GENEL KURUL KONUŞMASI
Konu: SÖZLÜ SORULAR VE SÖZLÜ SORULARA SAYIN BAKANLARIN CEVAPLARI
Yasama Yılı:2
Birleşim:20
Tarih:17.11.2011

ORMAN VE SU İŞLERİ BAKANI VEYSEL EROĞLU (Afyonkarahisar) - Sayın Başkan, böyle bir itham oldu.

BAŞKAN - Sayın Eroğlu, böyle bir usul yok biliyorsunuz. Lütfen?

ORMAN VE SU İŞLERİ BAKANI VEYSEL EROĞLU (Afyonkarahisar) - Müsaade ederseniz?

BAŞKAN - Soru-cevap bölümünde değiliz. 60'a göre bir şey var.

ORMAN VE SU İŞLERİ BAKANI VEYSEL EROĞLU (Afyonkarahisar) - Kısa bir açıklama yapacağım.

BAŞKAN - Sizin mikrofonunuzu açayım. Sayın Eroğlu, siz de eğer 60'a göre bir açıklama yapmak istiyorsanız yerinizden siz de aynı şekilde bir açıklamada bulunabilirsiniz.

ORMAN VE SU İŞLERİ BAKANI VEYSEL EROĞLU (Afyonkarahisar) - Sayın Başkanım, değerli milletvekilleri; evvela bir milletvekilimiz işte "Artık, diyabetle alakalı konu Orman ve Su İşleri Bakanlığına mı geçti?" şeklinde bir beyanda bulundu. Esasen bu hakikaten çirkin bir ifade. Benim acaba bu konuda ne kadar bilgili olup olmadığımı siz takdir edecek durumda mısınız ki! Bir kere ben Hükûmet adına bilgi vermek üzere çıkıyorum. Burada nöbetçi benim dolayısıyla Sağlık Bakanlığımızla da görüştük. Diyabetle ilgili çalışmaları aldım. Kaldı ki ben sağlıkla, koruyucu hekimlikle ilgili bizzat ders vermiş, ilgilenmiş bir kişiyim. Ben bir çevre profesörüyüm. Dolayısıyla bundan tabii bir şey olamaz.

İkinci husus da bir milletvekilimiz, Suriye'deki muhaliflere Hükûmetin silah sağladığı şeklinde, böyle bir beyanatta bulundu. Bu fevkalade yanlıştır, bu çok çirkin bir şeydir. Dış siyasetle alakalı bir konuda böyle alelusul bir şekilde söz söylemek de fevkalade yanlıştır, bakın? Çünkü Türkiye büyük bir devlettir, ona göre karar veriliyor, ne yapılacağını belirliyoruz ama bizim böyle bir silah desteği falan verdiğimiz yok. Hatta biz şu anda birtakım yaptırımlar bile uygulamıyoruz. Suyu kesebiliriz, suyu kesiyor muyuz? Dolayısıyla orada insanlar yaşıyor, ne gerekiyorsa? Biz insani açıdan bakıyoruz. Bunu özellikle vurgulamak istiyoruz.

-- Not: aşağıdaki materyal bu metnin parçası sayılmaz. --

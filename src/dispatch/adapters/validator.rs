//! Sender and directive validation against the roster.
//!
//! Submission bodies may carry one directive per line:
//!
//! ```text
//! urgent: yes
//! team: alice, bob
//! assign: carol
//! ```
//!
//! Full-width colons and commas are accepted, as is the ideographic comma.
//! A subject containing `--sender <id>` is attributed to that roster member
//! instead of the mail sender.

use crate::dispatch::domain::{Author, Directives, InboundMail};
use crate::dispatch::ports::{CollaboratorError, CollaboratorResult, Validator};
use crate::review::ports::{ReviewStore, ReviewStoreError, ReviewTransaction};
use crate::roster::domain::{Reviewer, ReviewerId};
use async_trait::async_trait;
use std::sync::Arc;
use tracing::warn;

const SENDER_FLAG: &str = "--sender";

/// Directive found on one body line.
#[derive(Debug, Clone, PartialEq, Eq)]
pub(crate) enum DirectiveLine {
    Urgent(bool),
    Team(Vec<String>),
    Assign(String),
}

/// Extracts directive lines from a message body, ignoring ordinary text.
pub(crate) fn parse_directive_lines(body: &str) -> Vec<DirectiveLine> {
    body.lines().filter_map(parse_line).collect()
}

fn parse_line(line: &str) -> Option<DirectiveLine> {
    let normalised: String = line
        .chars()
        .map(|ch| match ch {
            ':' | '：' | ',' | '，' | '、' => ' ',
            other => other,
        })
        .collect();
    let mut tokens = normalised.split_whitespace();
    let keyword = tokens.next()?.to_lowercase();
    let values: Vec<String> = tokens.map(ToOwned::to_owned).collect();
    match keyword.as_str() {
        "urgent" => Some(DirectiveLine::Urgent(values.first().is_some_and(|value| {
            matches!(value.to_lowercase().as_str(), "yes" | "y" | "true" | "1")
        }))),
        "team" => Some(DirectiveLine::Team(values)),
        "assign" => values.into_iter().next().map(DirectiveLine::Assign),
        _ => None,
    }
}

/// Returns the roster id named by `--sender <id>` in a subject.
pub(crate) fn sender_override(subject: &str) -> Option<&str> {
    let mut tokens = subject.split_whitespace();
    tokens.find(|token| *token == SENDER_FLAG)?;
    tokens.next()
}

/// Returns the bare address of `Name <address>` style senders.
pub(crate) fn mail_address(from: &str) -> &str {
    from.rsplit_once('<')
        .and_then(|(_, rest)| rest.split_once('>'))
        .map_or(from, |(address, _)| address)
        .trim()
}

fn resolve_name(
    tx: &mut dyn ReviewTransaction,
    name: &str,
) -> Result<Option<Reviewer>, ReviewStoreError> {
    if let Ok(id) = ReviewerId::new(name)
        && let Some(reviewer) = tx.fetch_reviewer(&id)?
    {
        return Ok(Some(reviewer));
    }
    let mut matches = tx.find_reviewers_by_name(name)?;
    if matches.len() == 1 {
        Ok(matches.pop())
    } else {
        Ok(None)
    }
}

fn resolve_directives(
    tx: &mut dyn ReviewTransaction,
    lines: Vec<DirectiveLine>,
    author: &ReviewerId,
) -> Result<Directives, ReviewStoreError> {
    let mut directives = Directives::default();
    let mut requested = None;
    for line in lines {
        match line {
            DirectiveLine::Urgent(flag) => directives.urgent = flag,
            DirectiveLine::Team(names) => {
                for name in names {
                    let Some(member) = resolve_name(tx, &name)? else {
                        directives
                            .warnings
                            .push(format!("unknown team member {name} ignored"));
                        continue;
                    };
                    directives.exclude.insert(member.id().clone());
                }
            }
            DirectiveLine::Assign(name) => requested = Some(name),
        }
    }
    if let Some(name) = requested {
        match resolve_name(tx, &name)? {
            Some(reviewer) if !reviewer.is_reviewer() => directives
                .warnings
                .push(format!("{name} does not review reports; assignment ignored")),
            Some(reviewer) if reviewer.id() == author => directives
                .warnings
                .push("self-assignment ignored".to_owned()),
            Some(reviewer) if directives.exclude.contains(reviewer.id()) => directives
                .warnings
                .push(format!("{name} is a teammate; assignment ignored")),
            Some(reviewer) => directives.forced = Some(reviewer.id().clone()),
            None => directives
                .warnings
                .push(format!("unknown reviewer {name}; assignment ignored")),
        }
    }
    Ok(directives)
}

/// Validator resolving senders and directives through the review store.
#[derive(Debug, Clone)]
pub struct DirectiveValidator<S> {
    store: Arc<S>,
}

impl<S> DirectiveValidator<S> {
    /// Creates a validator reading the roster from `store`.
    #[must_use]
    pub const fn new(store: Arc<S>) -> Self {
        Self { store }
    }
}

#[async_trait]
impl<S> Validator for DirectiveValidator<S>
where
    S: ReviewStore + 'static,
{
    async fn validate_sender(&self, mail: &InboundMail) -> CollaboratorResult<Author> {
        let explicit = sender_override(&mail.subject).map(ToOwned::to_owned);
        let address = mail_address(&mail.from).to_owned();
        let found = self
            .store
            .transaction(move |tx| -> Result<Option<Reviewer>, ReviewStoreError> {
                let Some(id) = explicit else {
                    return tx.find_reviewer_by_email(&address);
                };
                ReviewerId::new(id).map_or(Ok(None), |reviewer_id| tx.fetch_reviewer(&reviewer_id))
            })
            .await?;
        let reviewer = found.ok_or_else(|| CollaboratorError::InvalidSender(mail.from.clone()))?;
        Ok(Author {
            id: reviewer.id().clone(),
            display_name: reviewer.display_name().to_owned(),
        })
    }

    async fn validate_directives(
        &self,
        mail: &InboundMail,
        author: &Author,
    ) -> CollaboratorResult<Directives> {
        let lines = parse_directive_lines(&mail.body);
        let author_id = author.id.clone();
        let directives = self
            .store
            .transaction(move |tx| resolve_directives(tx, lines, &author_id))
            .await?;
        for warning in &directives.warnings {
            warn!(folder = %mail.folder, author = %author.id, %warning, "directive ignored");
        }
        Ok(directives)
    }
}
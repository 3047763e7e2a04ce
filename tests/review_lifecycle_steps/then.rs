//! Then steps for review lifecycle BDD scenarios.

use super::world::{ReviewWorld, reviewer_ids, run_async};
use rota::review::domain::{OpenTask, PageRequest, TaskFilter};
use rota::review::services::ReviewLifecycleError;
use rota::roster::domain::ReviewerId;
use rstest_bdd_macros::then;

#[then(r#"the submissions were assigned to "{reviewers}""#)]
fn submissions_assigned_to(world: &ReviewWorld, reviewers: String) -> Result<(), eyre::Report> {
    let expected: Vec<String> = reviewer_ids(&reviewers)?
        .iter()
        .map(|id| id.as_str().to_owned())
        .collect();
    if world.assigned != expected {
        return Err(eyre::eyre!(
            "expected assignments {expected:?}, found {:?}",
            world.assigned
        ));
    }
    Ok(())
}

#[then(r#"reviewer "{reviewer}" carries {pages:i64} weighted pages"#)]
fn reviewer_carries(
    world: &ReviewWorld,
    reviewer: String,
    pages: i64,
) -> Result<(), eyre::Report> {
    let id = ReviewerId::new(reviewer).map_err(|err| eyre::eyre!("bad reviewer id: {err}"))?;
    let found = run_async(world.service.fetch_reviewer(id.clone()))?
        .ok_or_else(|| eyre::eyre!("reviewer {id} not on the roster"))?;
    if found.pages_weighted() != pages {
        return Err(eyre::eyre!(
            "expected {id} to carry {pages}, found {}",
            found.pages_weighted()
        ));
    }
    Ok(())
}

#[then("the ledger matches the open tasks")]
fn ledger_matches(world: &ReviewWorld) -> Result<(), eyre::Report> {
    let open = run_async(
        world
            .service
            .search_open(TaskFilter::new(), PageRequest::all()),
    )?
    .rows;
    for reviewer in run_async(world.service.list_reviewers())? {
        let held: i64 = open
            .iter()
            .filter(|task| task.reviewer_id() == Some(reviewer.id()))
            .map(OpenTask::weighted_pages)
            .sum();
        if reviewer.pages_weighted() != held {
            return Err(eyre::eyre!(
                "{} records {} but holds {held}",
                reviewer.id(),
                reviewer.pages_weighted()
            ));
        }
    }
    Ok(())
}

#[then("the last operation failed because the task is not open")]
fn failed_not_open(world: &ReviewWorld) -> Result<(), eyre::Report> {
    if !matches!(world.last_error, Some(ReviewLifecycleError::TaskNotFound(_))) {
        return Err(eyre::eyre!(
            "expected TaskNotFound, got {:?}",
            world.last_error
        ));
    }
    Ok(())
}

#[then("the last operation failed as a duplicate task")]
fn failed_duplicate(world: &ReviewWorld) -> Result<(), eyre::Report> {
    if !matches!(world.last_error, Some(ReviewLifecycleError::DuplicateTask(_))) {
        return Err(eyre::eyre!(
            "expected DuplicateTask, got {:?}",
            world.last_error
        ));
    }
    Ok(())
}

Bir diğer husus da Ahıska Türkleri. Bu konuda Hükûmetimiz gerekeni yapıyor, yapmıyor değil yani bizzat bu işi takip eden bakanlarımız var. Yani ben de ta Kazakistan'da Ahıska Türklerinin ne büyük zulme uğradıklarını giderek görmüş bir kişiyim, yıllarca önce, 1990'lı yıllarda. Hakikaten, çok zulme uğradılar, mağdur oldular. Hükûmetimizle, hep  birlikte onlara sahip çıkmamız gerektiğine inanıyorum.

Bir diğer husus da şekerle ilgili konuşuldu. Tabii ki şekerle ilgili, zaten, ben ayrıca pancarla ilgili Erciş'te, Malazgirt'te ve Güroymak'taki sayın vekillerimizin ifade ettiği hususları ilgili bakana aktaracağım.

Özetle bunları vurgulamak istiyorum. Hepinizi tekrar saygıyla selamlıyorum.